## ACTION ITEM
Please copy out all lines of the entries that contain the word "using".

## GIVEN INFORMATION
:::::

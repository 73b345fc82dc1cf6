//! Collection materializer

use crate::cursor::Cursor;
use crate::errors::MapError;
use crate::rows::Rows;
use field_map::Element;

/// Scan every remaining row into a new record and append it to `dest`.
///
/// Columns are resolved before the first row is read, so an unmapped column
/// leaves `dest` untouched. A scan error on a later row stops the loop;
/// records appended before it stay in `dest`. The cursor is exhausted but not
/// closed.
pub fn materialize_all<C, E>(rows: &mut Rows<C>, dest: &mut Vec<E>) -> Result<(), MapError>
where
    C: Cursor,
    E: Element,
{
    rows.bind::<E::Record>()?;

    while rows.advance()? {
        let mut record = E::Record::default();
        rows.struct_scan(&mut record)?;
        dest.push(E::wrap(record));
    }

    field_map::debug_log!(
        "materialized rows into {} {:?} elements",
        dest.len(),
        E::KIND
    );
    Ok(())
}
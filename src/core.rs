//! PostgreSQL collaborator
//!
//! [`Db`] wraps an `sqlx` pool and implements the row mapper's capabilities.
//! Every result is fetched in full and handed out as a buffered cursor.

use async_trait::async_trait;
use row_mapper::{Binder, BufferedCursor, ExecResult, Execer, MapError, Queryer};
use sqlx::{Executor, PgConnection, PgPool};
use std::time::Duration;
use type_mapping::Value;

use crate::errors::RowmapError;
use crate::pg;
use crate::tx::Tx;
use config::{AppConfig, DatabaseConfig, MapperConfig};

/// Connection pool that rows can be mapped from
#[derive(Debug, Clone)]
pub struct Db {
    pool: PgPool,
    driver_name: String,
    log_queries: bool,
}

impl Db {
    /// Connect with the given settings and check the connection
    pub async fn connect(config: &DatabaseConfig) -> Result<Self, RowmapError> {
        let connection_string = config.connection_string();

        let mut pool_options = sqlx::postgres::PgPoolOptions::new()
            .max_connections(config.max_connections)
            .min_connections(config.min_connections)
            .acquire_timeout(Duration::from_secs(config.connection_timeout_seconds))
            .idle_timeout(Duration::from_secs(config.idle_timeout_seconds));

        // Set max lifetime if specified
        if config.max_lifetime_seconds > 0 {
            pool_options =
                pool_options.max_lifetime(Duration::from_secs(config.max_lifetime_seconds));
        }

        let pool = pool_options.connect(&connection_string).await?;
        crate::debug_log!("connected to {}:{}/{}", config.host, config.port, config.database);

        let db = Self::from_pool(pool);
        db.ping().await?;
        Ok(db)
    }

    /// Connect using a full application configuration
    pub async fn from_config(config: &AppConfig) -> Result<Self, RowmapError> {
        Ok(Self::connect(&config.database)
            .await?
            .with_mapper_config(&config.mapper))
    }

    /// Connect using [`AppConfig::load`]
    pub async fn from_env() -> Result<Self, RowmapError> {
        let config = AppConfig::load()?;
        Self::from_config(&config).await
    }

    /// Wrap an existing pool
    pub fn from_pool(pool: PgPool) -> Self {
        let mapper = MapperConfig::default();
        Self {
            pool,
            driver_name: mapper.driver_name,
            log_queries: mapper.log_queries,
        }
    }

    pub fn with_mapper_config(mut self, mapper: &MapperConfig) -> Self {
        self.driver_name = mapper.driver_name.clone();
        self.log_queries = mapper.log_queries;
        self
    }

    /// Get database pool reference
    pub fn pool(&self) -> &PgPool {
        &self.pool
    }

    /// Check database connection health
    pub async fn ping(&self) -> Result<(), RowmapError> {
        sqlx::query("SELECT 1").execute(&self.pool).await?;
        Ok(())
    }

    /// Start a transaction
    pub async fn begin(&self) -> Result<Tx, RowmapError> {
        let transaction = self.pool.begin().await?;
        Ok(Tx::new(
            transaction,
            self.driver_name.clone(),
            self.log_queries,
        ))
    }
}

impl_mapping_methods!(Db);

pub(crate) fn log_statement(enabled: bool, sql: &str, args: &[Value]) {
    if enabled {
        tracing::debug!(query = sql, args = args.len(), "sending statement");
    }
}

/// Run a query on one connection and buffer its rows
///
/// Column names come from the statement, so an empty result still reports
/// the columns it would have had.
pub(crate) async fn fetch(
    conn: &mut PgConnection,
    sql: &str,
    args: Vec<Value>,
) -> Result<BufferedCursor, MapError> {
    let rows = pg::bind_all(sqlx::query(sql), args)
        .fetch_all(&mut *conn)
        .await
        .map_err(MapError::database)?;

    let columns = match rows.first() {
        Some(row) => pg::row_columns(row),
        // The query above left the statement in this connection's cache
        None => {
            let statement = (&mut *conn)
                .prepare(sql)
                .await
                .map_err(MapError::database)?;
            pg::statement_columns(&statement)
        }
    };
    pg::buffer_rows(columns, rows)
}

/// Run a command on any Postgres executor
pub(crate) async fn run<'c, X>(
    executor: X,
    sql: &str,
    args: Vec<Value>,
) -> Result<ExecResult, MapError>
where
    X: sqlx::PgExecutor<'c>,
{
    let result = pg::bind_all(sqlx::query(sql), args)
        .execute(executor)
        .await
        .map_err(MapError::database)?;
    Ok(pg::exec_result(result))
}

#[async_trait]
impl Queryer for Db {
    type Cursor = BufferedCursor;

    async fn query(&self, sql: &str, args: Vec<Value>) -> Result<BufferedCursor, MapError> {
        log_statement(self.log_queries, sql, &args);
        let mut conn = self.pool.acquire().await.map_err(MapError::database)?;
        fetch(&mut conn, sql, args).await
    }
}

#[async_trait]
impl Execer for Db {
    async fn execute(&self, sql: &str, args: Vec<Value>) -> Result<ExecResult, MapError> {
        log_statement(self.log_queries, sql, &args);
        run(&self.pool, sql, args).await
    }
}

impl Binder for Db {
    fn driver_name(&self) -> &str {
        &self.driver_name
    }
}
//! Record scanner
//!
//! Turns a record's field handles into the column-ordered destination list a
//! cursor writes into. Values are never interpreted here; coercion happens in
//! each field's `Scan` impl.

use crate::cursor::Cursor;
use crate::errors::MapError;
use field_map::{Record, Scan};

/// Reorder field handles into column order.
///
/// `positions` must come from [`resolve`](crate::resolver::resolve) for the
/// same record type, so every entry is a distinct, valid field position.
pub fn order_handles<'a>(
    type_name: &str,
    fields: Vec<&'a mut dyn Scan>,
    positions: &[usize],
) -> Result<Vec<&'a mut dyn Scan>, MapError> {
    let field_count = fields.len();
    let mut slots: Vec<Option<&'a mut dyn Scan>> = fields.into_iter().map(Some).collect();

    positions
        .iter()
        .map(|&position| {
            slots
                .get_mut(position)
                .and_then(Option::take)
                .ok_or_else(|| {
                    MapError::InvalidDestination(format!(
                        "{} has {} mapped fields, field {} is missing or already bound",
                        type_name, field_count, position
                    ))
                })
        })
        .collect()
}

/// Scan the cursor's current row into `dest`
pub fn scan_record<C, R>(cursor: &mut C, positions: &[usize], dest: &mut R) -> Result<(), MapError>
where
    C: Cursor + ?Sized,
    R: Record,
{
    let type_name = R::record_type().name;
    let mut handles = order_handles(type_name, dest.fields_mut(), positions)?;
    cursor.scan(&mut handles)
}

:::::

## SOLUTION FOR THIS TASK
    /// Connect using a full application configuration
    /// Connect using [`AppConfig::load`]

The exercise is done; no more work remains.